$x^{2}+x-1=0$
Answer
Final Answer: The solutions to the equation \(x^{2}+x-1=0\) are \(x\approx0.618\) and \(x\approx-1.618\). Therefore, the solutions are \(\boxed{x=\frac{-1+\sqrt{5}}{2}, x=\frac{-1-\sqrt{5}}{2}}\).
Step 1 :The given equation is a quadratic equation in the form \(ax^{2}+bx+c=0\), where \(a=1\), \(b=1\), and \(c=-1\).

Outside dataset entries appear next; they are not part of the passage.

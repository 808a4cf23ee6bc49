use backoff::future::retry;
use backoff::ExponentialBackoffBuilder;
use std::sync::atomic::{AtomicU32, Ordering};
use std::sync::Arc;
use std::time::{Duration, Instant};
use tokio::sync::Semaphore;
use tracing::{info, warn};

use crate::core::config::{PortalSettings, ScoutSettings};
use crate::core::error::{LookupError, SessionError};
use crate::core::types::{CacheEntry, LookupKey, LookupOutcome, LookupSource, TaxpayerRecord};
use crate::scraping::browser_manager::SessionLauncher;
use crate::scraping::{extract, portal_form};
use crate::tools::lookup_cache::LookupCache;

/// Entry point of the scrape pipeline: validate → cache → (browser → form →
/// extract) → cache. Owns the retry policy and the global session cap.
pub struct LookupService {
    launcher: Arc<dyn SessionLauncher>,
    cache: LookupCache,
    portal: PortalSettings,
    sessions: Arc<Semaphore>,
    portal_retries: u32,
}

impl std::fmt::Debug for LookupService {
    fn fmt(&self, f: &mut std::fmt::Formatter<'_>) -> std::fmt::Result {
        f.debug_struct("LookupService")
            .field("portal", &self.portal.url)
            .field("cache", &self.cache)
            .field("free_sessions", &self.sessions.available_permits())
            .field("portal_retries", &self.portal_retries)
            .finish()
    }
}

impl LookupService {
    pub fn new(settings: &ScoutSettings, launcher: Arc<dyn SessionLauncher>) -> Self {
        Self {
            launcher,
            cache: LookupCache::new(settings.cache.clone()),
            portal: settings.portal.clone(),
            sessions: Arc::new(Semaphore::new(settings.max_concurrent_sessions)),
            portal_retries: settings.portal_retries,
        }
    }

    pub fn cache(&self) -> &LookupCache {
        &self.cache
    }

    /// Look up a raw identifier.
    ///
    /// Invalid input fails before the cache or a browser is touched. Failures
    /// from the scrape path leave the cache slot empty, so the next call
    /// for the same key starts over.
    pub async fn lookup(&self, raw_key: &str) -> Result<LookupOutcome, LookupError> {
        let started = Instant::now();
        let key = LookupKey::parse(raw_key).map_err(|reason| {
            warn!("Rejected RUC {:?}: {}", raw_key, reason);
            LookupError::InvalidKey(reason)
        })?;

        let (entry, fresh) = self
            .cache
            .get_or_compute(&key, self.scrape_with_retry(&key))
            .await
            .map_err(|e| (*e).clone())?;

        let source = if fresh {
            LookupSource::Portal
        } else {
            LookupSource::Cache
        };
        info!(
            "Lookup RUC {} served from {:?} in {:?}",
            key,
            source,
            started.elapsed()
        );
        Ok(LookupOutcome {
            key,
            entry,
            source,
            elapsed: started.elapsed(),
        })
    }

    /// Up to `1 + portal_retries` attempts, retrying only on portal
    /// unavailability, each attempt with its own browser session.
    async fn scrape_with_retry(&self, key: &LookupKey) -> Result<CacheEntry, LookupError> {
        let attempts = AtomicU32::new(0);
        let max_attempts = self.portal_retries + 1;
        let policy = ExponentialBackoffBuilder::new()
            .with_initial_interval(Duration::from_millis(250))
            .with_max_interval(Duration::from_secs(2))
            .with_max_elapsed_time(None)
            .build();

        let attempts_ref = &attempts;
        let record = retry(policy, move || async move {
            let attempt = attempts_ref.fetch_add(1, Ordering::SeqCst) + 1;
            match self.scrape_once(key).await {
                Ok(record) => Ok(record),
                Err(e) if e.is_retryable() && attempt < max_attempts => {
                    warn!(
                        "⚠️ Attempt {}/{} for RUC {} failed: {}; retrying with a fresh session",
                        attempt, max_attempts, key, e
                    );
                    Err(backoff::Error::transient(e))
                }
                Err(e) => {
                    warn!("❌ Lookup RUC {} failed after {} attempt(s): {}", key, attempt, e);
                    Err(backoff::Error::permanent(e))
                }
            }
        })
        .await?;

        Ok(CacheEntry::new(record))
    }

    /// One attempt: fresh session, submit, extract. The session is closed on
    /// every path before the outcome is inspected.
    async fn scrape_once(&self, key: &LookupKey) -> Result<TaxpayerRecord, LookupError> {
        let _permit = self
            .sessions
            .acquire()
            .await
            .map_err(|_| LookupError::from(SessionError::Unavailable("session pool closed".into())))?;

        let started = Instant::now();
        let mut session = self.launcher.launch().await?;
        let page = portal_form::submit_lookup(session.as_mut(), &self.portal, key).await;
        session.close().await;

        let html = page?;
        let record = extract::extract_record(&html, key)?;
        info!("Scraped RUC {} in {:?}", key, started.elapsed());
        Ok(record)
    }
}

Step 2 :The solutions to a quadratic equation can be found using the quadratic formula: \(x=\frac{-b\pm\sqrt{b^{2}-4ac}}{2a}\).
Step 3 :Substituting the values of \(a\), \(b\), and \(c\) into the quadratic formula, we get two solutions: \(x1 = 0.6180339887498949\) and \(x2 = -1.618033988749895\).
Step 4 :In exact form, the solutions are \(x=\frac{-1+\sqrt{5}}{2}\) and \(x=\frac{-1-\sqrt{5}}{2}\).
Step 5 :Final Answer: The solutions to the equation \(x^{2}+x-1=0\) are \(x\approx0.618\) and \(x\approx-1.618\). Therefore, the solutions are \(\boxed{x=\frac{-1+\sqrt{5}}{2}, x=\frac{-1-\sqrt{5}}{2}}\).